◆ **Stored data**:
---

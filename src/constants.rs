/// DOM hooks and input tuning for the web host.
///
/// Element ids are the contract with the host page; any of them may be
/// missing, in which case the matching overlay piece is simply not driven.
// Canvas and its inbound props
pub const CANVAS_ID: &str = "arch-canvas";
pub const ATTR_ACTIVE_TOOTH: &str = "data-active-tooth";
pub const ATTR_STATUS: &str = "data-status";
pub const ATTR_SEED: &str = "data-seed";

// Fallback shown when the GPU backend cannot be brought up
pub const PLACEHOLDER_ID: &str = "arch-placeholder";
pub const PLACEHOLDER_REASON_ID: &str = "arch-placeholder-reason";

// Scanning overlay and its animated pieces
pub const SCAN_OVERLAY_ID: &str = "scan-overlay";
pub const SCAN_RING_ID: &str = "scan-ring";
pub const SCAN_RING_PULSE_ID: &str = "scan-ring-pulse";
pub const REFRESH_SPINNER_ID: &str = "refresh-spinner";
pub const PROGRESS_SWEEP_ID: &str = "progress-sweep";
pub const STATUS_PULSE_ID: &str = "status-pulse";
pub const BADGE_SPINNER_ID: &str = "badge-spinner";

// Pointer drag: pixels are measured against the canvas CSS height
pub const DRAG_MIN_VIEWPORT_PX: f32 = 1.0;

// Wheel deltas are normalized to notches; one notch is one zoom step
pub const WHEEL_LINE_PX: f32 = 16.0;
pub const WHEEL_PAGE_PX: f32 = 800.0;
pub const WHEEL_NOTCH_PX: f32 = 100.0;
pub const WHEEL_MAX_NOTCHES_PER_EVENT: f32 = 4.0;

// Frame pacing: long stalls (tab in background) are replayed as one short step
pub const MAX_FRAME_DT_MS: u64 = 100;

---

◆ **EXERCISE DETAILS**: Without changing anything, quote the lines from the top of the data to the line that contains "canvas CSS height", including that line.

◆ **EXERCISE SOLUTION**:
filename src/constants.rs
/// DOM hooks and input tuning for the web host.
///
/// Element ids are the contract with the host page; any of them may be
/// missing, in which case the matching overlay piece is simply not driven.
// Canvas and its inbound props
pub const CANVAS_ID: &str = "arch-canvas";
pub const ATTR_ACTIVE_TOOTH: &str = "data-active-tooth";
pub const ATTR_STATUS: &str = "data-status";
pub const ATTR_SEED: &str = "data-seed";

// Fallback shown when the GPU backend cannot be brought up
pub const PLACEHOLDER_ID: &str = "arch-placeholder";
pub const PLACEHOLDER_REASON_ID: &str = "arch-placeholder-reason";

// Scanning overlay and its animated pieces
pub const SCAN_OVERLAY_ID: &str = "scan-overlay";
pub const SCAN_RING_ID: &str = "scan-ring";
pub const SCAN_RING_PULSE_ID: &str = "scan-ring-pulse";
pub const REFRESH_SPINNER_ID: &str = "refresh-spinner";
pub const PROGRESS_SWEEP_ID: &str = "progress-sweep";
pub const STATUS_PULSE_ID: &str = "status-pulse";
pub const BADGE_SPINNER_ID: &str = "badge-spinner";

// Pointer drag: pixels are measured against the canvas CSS height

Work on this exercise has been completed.